Task to carry out = Go through the entries below and tally each line holding the string "PathBuf". Return the number only.

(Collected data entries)
####################
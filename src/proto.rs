// ONNX protobuf messages.
//
// onnx.proto is a proto2 file: singular fields keep presence, so they are
// modelled as `Option<_>` and an explicitly empty string is encoded while an
// unset one is not. Repeated scalars are unpacked unless onnx.proto marks
// them `[packed = true]`.
pub mod onnx {
    #[derive(Clone, PartialEq, prost_derive::Message)]
    pub struct AttributeProto {
        #[prost(string, optional, tag = "1")]
        pub name: Option<String>,
        #[prost(float, optional, tag = "2")]
        pub f: Option<f32>,
        #[prost(int64, optional, tag = "3")]
        pub i: Option<i64>,
        #[prost(bytes = "vec", optional, tag = "4")]
        pub s: Option<Vec<u8>>,
        #[prost(message, optional, tag = "5")]
        pub t: Option<TensorProto>,
        #[prost(message, optional, tag = "6")]
        pub g: Option<GraphProto>,
        #[prost(float, repeated, packed = "false", tag = "7")]
        pub floats: Vec<f32>,
        #[prost(int64, repeated, packed = "false", tag = "8")]
        pub ints: Vec<i64>,
        #[prost(bytes = "vec", repeated, tag = "9")]
        pub strings: Vec<Vec<u8>>,
        #[prost(message, repeated, tag = "10")]
        pub tensors: Vec<TensorProto>,
        #[prost(message, repeated, tag = "11")]
        pub graphs: Vec<GraphProto>,
        #[prost(string, optional, tag = "13")]
        pub doc_string: Option<String>,
        #[prost(message, optional, tag = "14")]
        pub tp: Option<TypeProto>,
        #[prost(message, repeated, tag = "15")]
        pub type_protos: Vec<TypeProto>,
        #[prost(enumeration = "AttributeType", optional, tag = "20")]
        pub r#type: Option<i32>,
        #[prost(string, optional, tag = "21")]
        pub ref_attr_name: Option<String>,
    }

    #[derive(Clone, Copy, Debug, PartialEq, Eq, Hash, PartialOrd, Ord, prost_derive::Enumeration)]
    #[repr(i32)]
    pub enum AttributeType {
        Undefined = 0,
        Float = 1,
        Int = 2,
        String = 3,
        Tensor = 4,
        Graph = 5,
        SparseTensor = 11,
        TypeProto = 13,
        Floats = 6,
        Ints = 7,
        Strings = 8,
        Tensors = 9,
        Graphs = 10,
        SparseTensors = 12,
        TypeProtos = 14,
    }

    #[derive(Clone, PartialEq, prost_derive::Message)]
    pub struct ValueInfoProto {
        #[prost(string, optional, tag = "1")]
        pub name: Option<String>,
        #[prost(message, optional, tag = "2")]
        pub r#type: Option<TypeProto>,
        #[prost(string, optional, tag = "3")]
        pub doc_string: Option<String>,
    }

    #[derive(Clone, PartialEq, prost_derive::Message)]
    pub struct NodeProto {
        #[prost(string, repeated, tag = "1")]
        pub input: Vec<String>,
        #[prost(string, repeated, tag = "2")]
        pub output: Vec<String>,
        #[prost(string, optional, tag = "3")]
        pub name: Option<String>,
        #[prost(string, optional, tag = "4")]
        pub op_type: Option<String>,
        #[prost(message, repeated, tag = "5")]
        pub attribute: Vec<AttributeProto>,
        #[prost(string, optional, tag = "6")]
        pub doc_string: Option<String>,
        #[prost(string, optional, tag = "7")]
        pub domain: Option<String>,
    }

    #[derive(Clone, PartialEq, prost_derive::Message)]
    pub struct StringStringEntryProto {
        #[prost(string, optional, tag = "1")]
        pub key: Option<String>,
        #[prost(string, optional, tag = "2")]
        pub value: Option<String>,
    }

    #[derive(Clone, PartialEq, prost_derive::Message)]
    pub struct ModelProto {
        #[prost(int64, optional, tag = "1")]
        pub ir_version: Option<i64>,
        #[prost(string, optional, tag = "2")]
        pub producer_name: Option<String>,
        #[prost(string, optional, tag = "3")]
        pub producer_version: Option<String>,
        #[prost(string, optional, tag = "4")]
        pub domain: Option<String>,
        #[prost(int64, optional, tag = "5")]
        pub model_version: Option<i64>,
        #[prost(string, optional, tag = "6")]
        pub doc_string: Option<String>,
        #[prost(message, optional, tag = "7")]
        pub graph: Option<GraphProto>,
        #[prost(message, repeated, tag = "8")]
        pub opset_import: Vec<OperatorSetIdProto>,
        #[prost(message, repeated, tag = "14")]
        pub metadata_props: Vec<StringStringEntryProto>,
    }

    #[derive(Clone, PartialEq, prost_derive::Message)]
    pub struct GraphProto {
        #[prost(message, repeated, tag = "1")]
        pub node: Vec<NodeProto>,
        #[prost(string, optional, tag = "2")]
        pub name: Option<String>,
        #[prost(message, repeated, tag = "5")]
        pub initializer: Vec<TensorProto>,
        #[prost(string, optional, tag = "10")]
        pub doc_string: Option<String>,
        #[prost(message, repeated, tag = "11")]
        pub input: Vec<ValueInfoProto>,
        #[prost(message, repeated, tag = "12")]
        pub output: Vec<ValueInfoProto>,
        #[prost(message, repeated, tag = "13")]
        pub value_info: Vec<ValueInfoProto>,
    }

    #[derive(Clone, PartialEq, prost_derive::Message)]
    pub struct TensorProto {
        #[prost(int64, repeated, packed = "false", tag = "1")]
        pub dims: Vec<i64>,
        #[prost(int32, optional, tag = "2")]
        pub data_type: Option<i32>,
        #[prost(float, repeated, tag = "4")]
        pub float_data: Vec<f32>,
        #[prost(int32, repeated, tag = "5")]
        pub int32_data: Vec<i32>,
        #[prost(bytes = "vec", repeated, tag = "6")]
        pub string_data: Vec<Vec<u8>>,
        #[prost(int64, repeated, tag = "7")]
        pub int64_data: Vec<i64>,
        #[prost(string, optional, tag = "8")]
        pub name: Option<String>,
        #[prost(bytes = "vec", optional, tag = "9")]
        pub raw_data: Option<Vec<u8>>,
        #[prost(double, repeated, tag = "10")]
        pub double_data: Vec<f64>,
        #[prost(uint64, repeated, tag = "11")]
        pub uint64_data: Vec<u64>,
        #[prost(string, optional, tag = "12")]
        pub doc_string: Option<String>,
    }

    #[derive(Clone, PartialEq, prost_derive::Message)]
    pub struct TensorShapeProto {
        #[prost(message, repeated, tag = "1")]
        pub dim: Vec<tensor_shape_proto::Dimension>,
    }

    pub mod tensor_shape_proto {
        #[derive(Clone, PartialEq, prost_derive::Message)]
        pub struct Dimension {
            #[prost(string, optional, tag = "3")]
            pub denotation: Option<String>,
            #[prost(oneof = "dimension::Value", tags = "1, 2")]
            pub value: Option<dimension::Value>,
        }

        pub mod dimension {
            #[derive(Clone, PartialEq, prost_derive::Oneof)]
            pub enum Value {
                #[prost(int64, tag = "1")]
                DimValue(i64),
                #[prost(string, tag = "2")]
                DimParam(String),
            }
        }
    }

    #[derive(Clone, PartialEq, prost_derive::Message)]
    pub struct TypeProto {
        #[prost(string, optional, tag = "6")]
        pub denotation: Option<String>,
        #[prost(oneof = "type_proto::Value", tags = "1, 8")]
        pub value: Option<type_proto::Value>,
    }

    pub mod type_proto {
        #[derive(Clone, PartialEq, prost_derive::Message)]
        pub struct Tensor {
            #[prost(int32, optional, tag = "1")]
            pub elem_type: Option<i32>,
            #[prost(message, optional, tag = "2")]
            pub shape: Option<super::TensorShapeProto>,
        }

        #[derive(Clone, PartialEq, prost_derive::Message)]
        pub struct SparseTensor {
            #[prost(int32, optional, tag = "1")]
            pub elem_type: Option<i32>,
            #[prost(message, optional, tag = "2")]
            pub shape: Option<super::TensorShapeProto>,
        }

        #[derive(Clone, PartialEq, prost_derive::Oneof)]
        pub enum Value {
            #[prost(message, tag = "1")]
            TensorType(Tensor),
            #[prost(message, tag = "8")]
            SparseTensorType(SparseTensor),
        }
    }

    #[derive(Clone, PartialEq, prost_derive::Message)]
    pub struct OperatorSetIdProto {
        #[prost(string, optional, tag = "1")]
        pub domain: Option<String>,
        #[prost(int64, optional, tag = "2")]
        pub version: Option<i64>,
    }
}

// Re-export commonly used proto types
pub use onnx::{
    // Core model structure
    ModelProto,
    GraphProto,
    NodeProto,

    // Tensor definitions
    TensorProto,
    ValueInfoProto,
    TensorShapeProto,
    TypeProto,

    // Attributes
    AttributeProto,
    AttributeType,

    // Operator sets and metadata
    OperatorSetIdProto,
    StringStringEntryProto,
};
pub use onnx::tensor_shape_proto::dimension::Value as DimensionValue;
pub use onnx::tensor_shape_proto::Dimension;
pub use onnx::type_proto::Value as TypeValue;
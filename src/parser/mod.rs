//! Reading serialized models into the in-memory [`OnnxModel`](crate::model::OnnxModel),
//! checking them, and wiring them into an [`ExecutionGraph`](crate::model::ExecutionGraph).

pub mod graph_builder;
pub mod model_loader;
pub mod schema_validator;

pub use graph_builder::GraphBuilder;
pub use model_loader::OnnxModelLoader;
pub use schema_validator::SchemaValidator;
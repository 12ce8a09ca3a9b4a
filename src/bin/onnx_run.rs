use std::path::PathBuf;

use anyhow::{Context, Result};
use clap::Parser;
use tracing_subscriber::EnvFilter;

use onnx_harness::execution::ProviderConfig;
use onnx_harness::runner::{outputs_to_json, parse_provider_option, run_model, InputBinding, RunnerConfig};

#[derive(Parser, Debug)]
#[command(name = "onnx-run", version, about = "Run an ONNX model on the selected execution providers")]
struct Cli {
    /// Model to load (default: Relu.onnx)
    model: Option<PathBuf>,

    /// JSON run configuration; command line flags override it
    #[arg(long)]
    config: Option<PathBuf>,

    /// Execution provider, highest priority first (repeatable)
    #[arg(long = "provider")]
    providers: Vec<String>,

    /// Provider option as PROVIDER:KEY=VALUE (repeatable)
    #[arg(long = "provider-option")]
    provider_options: Vec<String>,

    /// Input as NAME[:TYPE]=v1,v2,... (repeatable)
    #[arg(long = "input")]
    inputs: Vec<InputBinding>,

    /// Output to fetch, in order (repeatable)
    #[arg(long = "output")]
    outputs: Vec<String>,

    /// Print outputs as JSON
    #[arg(long)]
    json: bool,

    /// Skip schema validation of the model
    #[arg(long)]
    no_validate: bool,

    /// Log per-node execution times (needs debug logging)
    #[arg(long)]
    profile: bool,

    /// Prefix for the session's log lines
    #[arg(long)]
    log_id: Option<String>,

    /// Log level (RUST_LOG)
    #[arg(long, default_value = "info")]
    log: String,
}

fn main() -> Result<()> {
    let cli = Cli::parse();

    tracing_subscriber::fmt()
        .with_env_filter(EnvFilter::try_from_default_env().unwrap_or_else(|_| EnvFilter::new(&cli.log)))
        .with_writer(std::io::stderr)
        .init();

    let mut config = match &cli.config {
        Some(path) => RunnerConfig::from_json_file(path)
            .with_context(|| format!("failed to read config {}", path.display()))?,
        None => RunnerConfig::default(),
    };

    if let Some(model) = cli.model {
        config.model = model;
    }
    if !cli.providers.is_empty() {
        config.providers = cli.providers.iter().map(|name| ProviderConfig::new(name)).collect();
    }
    for option in &cli.provider_options {
        let (provider, key, value) = parse_provider_option(option)?;
        config.set_provider_option(&provider, &key, &value)?;
    }
    if !cli.inputs.is_empty() {
        config.inputs = cli.inputs;
    }
    if !cli.outputs.is_empty() {
        config.outputs = cli.outputs;
    }
    if cli.no_validate {
        config.validate_graph = false;
    }
    if cli.profile {
        config.enable_profiling = true;
    }
    if let Some(log_id) = cli.log_id {
        config.log_id = log_id;
    }

    let outputs = run_model(&config).with_context(|| format!("failed to run {}", config.model.display()))?;

    println!("y:");
    if cli.json {
        println!("{}", serde_json::to_string_pretty(&outputs_to_json(&outputs))?);
    } else {
        for output in &outputs {
            println!("{}", output);
        }
    }

    Ok(())
}
pub mod activations;
pub mod custom;
pub mod identity;
pub mod registry;
pub mod tensor;

pub mod prelude {
    pub use super::registry::{KernelContext, Operator, OperatorRegistry};
    pub use super::tensor::{Shape, Tensor, TensorData};
}

pub use custom::{optional_output_domain, CustomOpDomain};
pub use registry::{KernelContext, Operator, OperatorRegistry};
pub use tensor::{Shape, Tensor, TensorData};
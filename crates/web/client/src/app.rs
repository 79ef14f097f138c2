//! Page bootstrap: wire every feature once the DOM is ready.

use web_sys::Document;

use crate::config::PageConfig;
use crate::error::Result;
use crate::{dom, extras, fade_in, form, highlight, layout, logging, menu, modal, scroll, theme};

/// Run one feature setup. A failing feature is logged and skipped so the
/// rest of the page still works.
fn run_setup(name: &str, setup: impl FnOnce() -> Result<()>) {
    match setup() {
        Ok(()) => tracing::trace!(feature = name, "ready"),
        Err(e) => tracing::warn!(feature = name, "setup failed: {e}"),
    }
}

/// Wire all features against `document`.
pub fn boot(document: &Document, config: &PageConfig) {
    run_setup("theme", || theme::setup_theme_toggle(document));
    extras::set_current_year(document);
    run_setup("mobile_menu", || menu::setup_mobile_menu(document));
    run_setup("fade_in", || {
        fade_in::setup_fade_in_sections(document, config.fade_in_threshold)
    });
    run_setup("contact_form", || form::setup_contact_form(document));
    run_setup("smooth_scroll", || scroll::setup_smooth_scrolling(document));
    run_setup("resume", || extras::setup_resume_actions(document));
    run_setup("cv_modal", || modal::setup_cv_modal(document, &config.cv_url));
    run_setup("nav_styles", || menu::setup_nav_styles(document));
    run_setup("field_buttons", || {
        highlight::setup_field_buttons(document, config.highlight_reset_ms)
    });
    run_setup("additional_fields", || {
        extras::setup_additional_fields_toggle(document)
    });
    run_setup("email_tooltip", || {
        extras::setup_email_tooltip(document, config.tooltip_reset_ms)
    });
    run_setup("equal_heights", || {
        layout::setup_height_equalization(document, config.divider_scale)
    });
    tracing::info!("portfolio page ready");
}

/// Load config, start logging and boot now or on `DOMContentLoaded`.
pub fn start() -> Result<()> {
    let (config, config_problem) = PageConfig::from_window();
    logging::init(&config.log_level);
    if let Some(problem) = config_problem {
        tracing::warn!("{problem}; using defaults");
    }

    let document = dom::document()?;
    if document.ready_state() == "loading" {
        let doc = document.clone();
        let mut config = Some(config);
        dom::on(&document, "DOMContentLoaded", move |_| {
            if let Some(config) = config.take() {
                boot(&doc, &config);
            }
        })?;
    } else {
        boot(&document, &config);
    }
    Ok(())
}
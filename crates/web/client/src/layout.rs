//! Equal-height cards and the skills divider.

use wasm_bindgen::JsCast;
use web_sys::{Document, HtmlElement};

use crate::dom;
use crate::error::Result;

pub const PROJECT_CARD_SELECTOR: &str = ".project-card";
pub const SKILL_CARD_SELECTOR: &str = ".skills-grid > div";
const SKILLS_GRID_SELECTOR: &str = "#skills .bg-white .skills-grid";

/// Tallest of the given heights, 0 for none.
pub fn tallest(heights: impl IntoIterator<Item = i32>) -> i32 {
    heights.into_iter().max().unwrap_or(0).max(0)
}

/// Divider height in CSS pixels for a skills grid of `grid_height`.
pub fn divider_height(grid_height: i32, scale: f64) -> f64 {
    f64::from(grid_height) * scale
}

/// Reset every match to its natural height, then size them all to the tallest.
pub fn equalize_heights(document: &Document, selector: &str) -> Result<()> {
    let cards = dom::as_html(dom::query_all(document, selector)?);
    if cards.is_empty() {
        return Ok(());
    }
    for card in &cards {
        card.style().set_property("height", "auto")?;
    }
    let max = tallest(cards.iter().map(HtmlElement::offset_height));
    let height = format!("{max}px");
    for card in &cards {
        card.style().set_property("height", &height)?;
    }
    Ok(())
}

pub fn adjust_divider_height(document: &Document, scale: f64) -> Result<()> {
    let Some(divider) = dom::html_by_id(document, "skills-divider") else {
        return Ok(());
    };
    let grid = document
        .query_selector(SKILLS_GRID_SELECTOR)?
        .and_then(|el| el.dyn_into::<HtmlElement>().ok());
    if let Some(grid) = grid {
        let height = divider_height(grid.offset_height(), scale);
        divider.style().set_property("height", &format!("{height}px"))?;
    }
    Ok(())
}

fn equalize_all(document: &Document, divider_scale: f64) -> Result<()> {
    equalize_heights(document, PROJECT_CARD_SELECTOR)?;
    equalize_heights(document, SKILL_CARD_SELECTOR)?;
    adjust_divider_height(document, divider_scale)
}

/// Re-run equalization on `load` and `resize`.
pub fn setup_height_equalization(document: &Document, divider_scale: f64) -> Result<()> {
    let window = dom::window()?;

    // The module can finish loading after the window `load` event.
    if document.ready_state() == "complete" {
        equalize_all(document, divider_scale)?;
    }

    for event in ["load", "resize"] {
        let doc = document.clone();
        dom::on(&window, event, move |_| {
            if let Err(e) = equalize_all(&doc, divider_scale) {
                tracing::warn!("height equalization failed: {e}");
            }
        })?;
    }
    Ok(())
}

#[cfg(test)]
mod tests {
    use super::*;

    #[test]
    fn test_tallest() {
        assert_eq!(tallest([120, 340, 200]), 340);
        assert_eq!(tallest(Vec::new()), 0);
        assert_eq!(tallest([0, 0]), 0);
    }

    #[test]
    fn test_divider_height() {
        assert_eq!(divider_height(400, 1.35), 540.0);
        assert_eq!(divider_height(0, 1.35), 0.0);
    }
}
####################
Response to the task = 3